Встал Хоуп — было не очень понятно, как он проник в смысл того, о чем говорили Клин и Баркер, — книга, которую читал, должна была лишить его слуха.
Он встал и решительно приблизился к Клину.
— Вот что, Клин: видишь люк? — он указал себе под ноги. — Люк открывается. Ты понял меня? Спущу и даже парашют не дам в дорогу! Спущу, и никто тебя не защитит. Можешь спросить у них: никто. Ты понял меня?
Клин онемел.

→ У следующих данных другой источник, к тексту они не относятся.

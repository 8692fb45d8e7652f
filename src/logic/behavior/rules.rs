//! Behavior Scoring Rules & Thresholds
//!
//! Định nghĩa các threshold cho behavioral scoring.
//! KHÔNG chứa logic - chỉ constants và config.

use serde::{Deserialize, Serialize};

// ============================================================================
// WEIGHTS (How much each factor contributes to final score)
// ============================================================================
//
// ⚠️ The weights intentionally sum to 1.12, not 1.0. The raw weighted sum can
// exceed 1.0 for extreme inputs and is clamped at the end. Do NOT renormalize
// - flagged for product sign-off, reproduced as shipped.

/// Weight of typing speed (28%)
pub const TYPING_WEIGHT: f64 = 0.28;

/// Weight of mouse travel (22%)
pub const MOUSE_WEIGHT: f64 = 0.22;

/// Weight of click-interval irregularity (22%)
pub const CLICK_WEIGHT: f64 = 0.22;

/// Weight of dwell time on sensitive pages (28%)
pub const NAVIGATION_WEIGHT: f64 = 0.28;

/// Weight of page-visit sequence anomaly (12%)
pub const SEQUENCE_WEIGHT: f64 = 0.12;

// ============================================================================
// THRESHOLDS
// ============================================================================

/// Typing below this rate (chars/min) starts looking scripted or coerced
pub const TYPING_SPEED_LOW: f64 = 200.0;

/// Typing above this rate (chars/min) starts looking automated
pub const TYPING_SPEED_HIGH: f64 = 600.0;

/// Mouse travel below this (pixels) is abnormally static
pub const MOUSE_TRAVEL_LOW: f64 = 1000.0;

/// Mouse travel above this (pixels) is abnormally erratic
pub const MOUSE_TRAVEL_HIGH: f64 = 8000.0;

/// Population std-dev of inter-click intervals (ms) above which the
/// click cadence is considered irregular
pub const CLICK_STDDEV_THRESHOLD: f64 = 150.0;

/// Base dwell time (seconds) on a sensitive page; tiers are multiples of this
pub const NAVIGATION_TIME_THRESHOLD: f64 = 30.0;

/// Behavior score at or above this derives a ledger record
pub const FRAUD_SCORE_THRESHOLD: f64 = 0.7;

// ============================================================================
// PAGE KEYWORDS (case-insensitive substring match)
// ============================================================================

/// Pages where long dwell time is a risk signal
pub const SENSITIVE_PAGE_KEYWORDS: &[&str] = &["transfer", "confirmation", "payment", "withdrawal"];

/// Pages that should never appear without a prior login
pub const SEQUENCE_SENSITIVE_KEYWORDS: &[&str] = &["transfer", "confirmation", "payment"];

/// Login page keyword
pub const LOGIN_PAGE_KEYWORD: &str = "login";

// ============================================================================
// FLAG NAMES (one per factor, at most one flag per factor)
// ============================================================================

pub const FLAG_TYPING_SLOW: &str = "typing_slow";
pub const FLAG_TYPING_FAST: &str = "typing_fast";
pub const FLAG_MOUSE_LOW: &str = "mouse_movement_low";
pub const FLAG_MOUSE_HIGH: &str = "mouse_movement_high";
pub const FLAG_CLICK_IRREGULAR: &str = "click_pattern_irregular";
pub const FLAG_SENSITIVE_DWELL: &str = "sensitive_page_dwell";
pub const FLAG_SEQUENCE_ANOMALY: &str = "page_sequence_anomaly";

// ============================================================================
// CONFIGURABLE RULES (for runtime adjustment)
// ============================================================================

/// Behavior scoring breakpoints (configurable; weights are fixed)
#[derive(Debug, Clone, Serialize, Deserialize)]
pub struct BehaviorRules {
    pub typing_speed_low: f64,
    pub typing_speed_high: f64,
    pub mouse_travel_low: f64,
    pub mouse_travel_high: f64,
    pub click_stddev_threshold: f64,
    pub navigation_time_threshold: f64,
}

impl Default for BehaviorRules {
    fn default() -> Self {
        Self {
            typing_speed_low: TYPING_SPEED_LOW,
            typing_speed_high: TYPING_SPEED_HIGH,
            mouse_travel_low: MOUSE_TRAVEL_LOW,
            mouse_travel_high: MOUSE_TRAVEL_HIGH,
            click_stddev_threshold: CLICK_STDDEV_THRESHOLD,
            navigation_time_threshold: NAVIGATION_TIME_THRESHOLD,
        }
    }
}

Лунный луч все еще врывался в самолет, пересчитывая тех, кто сидел на железной скамье.
— И вы не защитите? — взглянул Клин на Тамбиева.
— Мне, пожалуй, не справиться со всеми, — сказал Тамбиев, улыбнувшись.
— Понятно.
…На рассвете самолет приземлился в Москве.
Тамбиев появился в отделе, когда не было еще шести утра.
Вера Петровна, серая от бессонницы, грызла черный сухарик, пытаясь с его помощью совладать и с голодом и со сном одновременно.
В кабинете Грошева тихо — точно загипнотизированные, безмолвствовали телефоны.